Seven: Trapped

It was dark, terrifying.

Wes Collins stared at darkness the likes of which he had never experienced before, surroundings so black that for a moment he wondered if he had suddenly gone blind… or if he was dead, fallen into the deepest pits of hell, into oblivion, where nothing existed but him and the black…

Through it all, he could hear a distinct slithering sound – like a snake over glass, wet and distinctly organic. It was continuous and reminded him of his childhood nightmares, where he had dreamed of monsters and pythons circling around him just like this, closing in on him, ready to squeeze his life out of him, as he continued to scream, and scream, and scream…
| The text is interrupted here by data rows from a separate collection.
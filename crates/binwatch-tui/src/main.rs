//! `binwatch-tui`: live terminal dashboard for a dustbin fleet.
//!
//! Built on [ratatui](https://ratatui.rs) and driven by `binwatch-core`'s
//! [`Monitor`](binwatch_core::Monitor). Three screens are reachable with the
//! number keys: Dashboard, Map and Settings.
//!
//! Logs go to a file under the binwatch data directory so they never
//! corrupt the terminal. A background data bridge forwards monitor events
//! into the TUI action loop.

mod action;
mod app;
mod component;
mod data_bridge;
mod event;
#[cfg(test)]
mod fixtures;
mod screen;
mod screens;
mod theme;
mod tui;
mod widgets;

use std::path::PathBuf;
use std::time::Duration;

use clap::Parser;
use color_eyre::eyre::Result;
use tracing::info;
use tracing_appender::non_blocking::WorkerGuard;
use tracing_subscriber::{EnvFilter, fmt, layer::SubscriberExt, util::SubscriberInitExt};

use binwatch_core::{Monitor, MonitorConfig};

use crate::app::App;

const LOG_FILE_NAME: &str = "binwatch-tui.log";

/// Terminal dashboard for an IoT dustbin fleet.
#[derive(Parser, Debug)]
#[command(name = "binwatch-tui", version, about)]
struct Cli {
    /// Config profile to use
    #[arg(short = 'p', long, env = "BINWATCH_PROFILE")]
    profile: Option<String>,

    /// Backend URL, overriding the profile (e.g. http://localhost:8000)
    #[arg(short = 'b', long, env = "BINWATCH_BACKEND")]
    backend: Option<String>,

    /// Poll interval in seconds, overriding the profile
    #[arg(short = 'i', long)]
    interval: Option<u64>,

    /// Log file path (defaults to binwatch-tui.log in the data directory)
    #[arg(long)]
    log_file: Option<PathBuf>,

    /// Increase log verbosity (-v info, -vv debug, -vvv trace)
    #[arg(short, long, action = clap::ArgAction::Count)]
    verbose: u8,
}

/// File-backed tracing. Nothing may be written to the terminal while the
/// UI owns it; hold the returned guard until exit so the log is flushed.
fn setup_tracing(cli: &Cli) -> WorkerGuard {
    let log_level = match cli.verbose {
        0 => "warn",
        1 => "info",
        2 => "debug",
        _ => "trace",
    };
    let filter = EnvFilter::try_from_default_env().unwrap_or_else(|_| {
        EnvFilter::new(format!(
            "binwatch_tui={log_level},binwatch_core={log_level},binwatch_api={log_level}"
        ))
    });

    let log_file = cli
        .log_file
        .clone()
        .unwrap_or_else(|| binwatch_config::data_dir().join(LOG_FILE_NAME));
    let log_dir = log_file
        .parent()
        .map_or_else(std::env::temp_dir, std::path::Path::to_path_buf);
    let _ = std::fs::create_dir_all(&log_dir);
    let file_name = log_file
        .file_name()
        .map_or_else(|| LOG_FILE_NAME.into(), std::ffi::OsStr::to_os_string);

    let file_appender = tracing_appender::rolling::never(log_dir, file_name);
    let (non_blocking, guard) = tracing_appender::non_blocking(file_appender);

    tracing_subscriber::registry()
        .with(filter)
        .with(
            fmt::layer()
                .with_writer(non_blocking)
                .with_ansi(false)
                .with_target(true),
        )
        .init();

    guard
}

/// Resolve the monitor config: flags > profile > `[defaults]`.
fn build_monitor_config(cli: &Cli) -> Result<MonitorConfig> {
    let cfg = binwatch_config::load_config_or_default();
    let mut config = binwatch_config::resolve_monitor_config(
        &cfg,
        cli.profile.as_deref(),
        cli.backend.as_deref(),
    )?;
    if let Some(secs) = cli.interval {
        config.poll_interval = Duration::from_secs(secs.max(1));
    }
    Ok(config)
}

#[tokio::main]
async fn main() -> Result<()> {
    let cli = Cli::parse();

    // Hooks go in before the terminal is touched.
    tui::install_hooks()?;
    let _log_guard = setup_tracing(&cli);

    let config = build_monitor_config(&cli)?;
    info!(
        backend = %config.url,
        poll_secs = config.poll_interval.as_secs(),
        "starting binwatch-tui"
    );

    let monitor = Monitor::new(config)?;
    let mut app = App::new(monitor);
    app.run().await?;

    Ok(())
}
Get a hold of yourself, Wes.

"Alex…?" Wes blinked behind his helmet, and suddenly, like a vista of colours that had suddenly opened up to him after a long and treacherous sojourn in the darkness, a series of blinking lights sprang to life on his visor again – that usual, unending stream of data that helped him handle the suit.

It was only a minor systems failure, a hologram that had suddenly popped to life in front of his eyes said. A hologram, with dark-grey sunglasses. Slicked dark hair. Time Force uniform. Strong, tall. This place is causing some problems for your suit. You'd better demorph soon.

Wes had absolutely no idea about this person – wasn't he supposed to be dead, anyway? – but he whispered, once more, "Alex?"

Get a hold of yourself, Wes.

Now.

A sudden vigour seized his limbs – unexplained, sudden and panicky – and he reached to stroke the dial of the morpher to demorph himself before he was even consciously aware of what he was doing. He opened his eyes – not sure of when or why he had closed them – and the world opened to him once again; still dark, but now composed of shadows that seemed to merge into another, resolving into momentary silhouettes in the wake of an inadvertent sliver of light coming from an unseen source.

I ought to have asked the guy what was going on, Wes thought ruefully, stroking his morpher dial again. "Come on," he whispered, stroking it harder, "Time Force! Time for Time force, dammit!"

No response, except for a tiny wisp of smoke that suddenly emerged from its innards, after which Wes was definitely discouraged to try and morph anymore.

His eyes had adjusted to the darkness better by then, and he looked around him, trying to make out which part of BioLabs he was in. He lifted his foot, and heard a sick, wet squelching sound. He bent down and ran his hands over the floor – the floor was covered with a coating of a thick, gelatinous substance. Already? Wes thought, crinkling his nose in disgust. He lifted his fingers – now coated with the substance – to his face, sniffing delicately. It seemed to have the consistency of congealed blood, and smelled revolting. Gagging on the whiff he had got, and feeling decidedly sick, he shook the substance off his fingers, smearing the rest on the wall.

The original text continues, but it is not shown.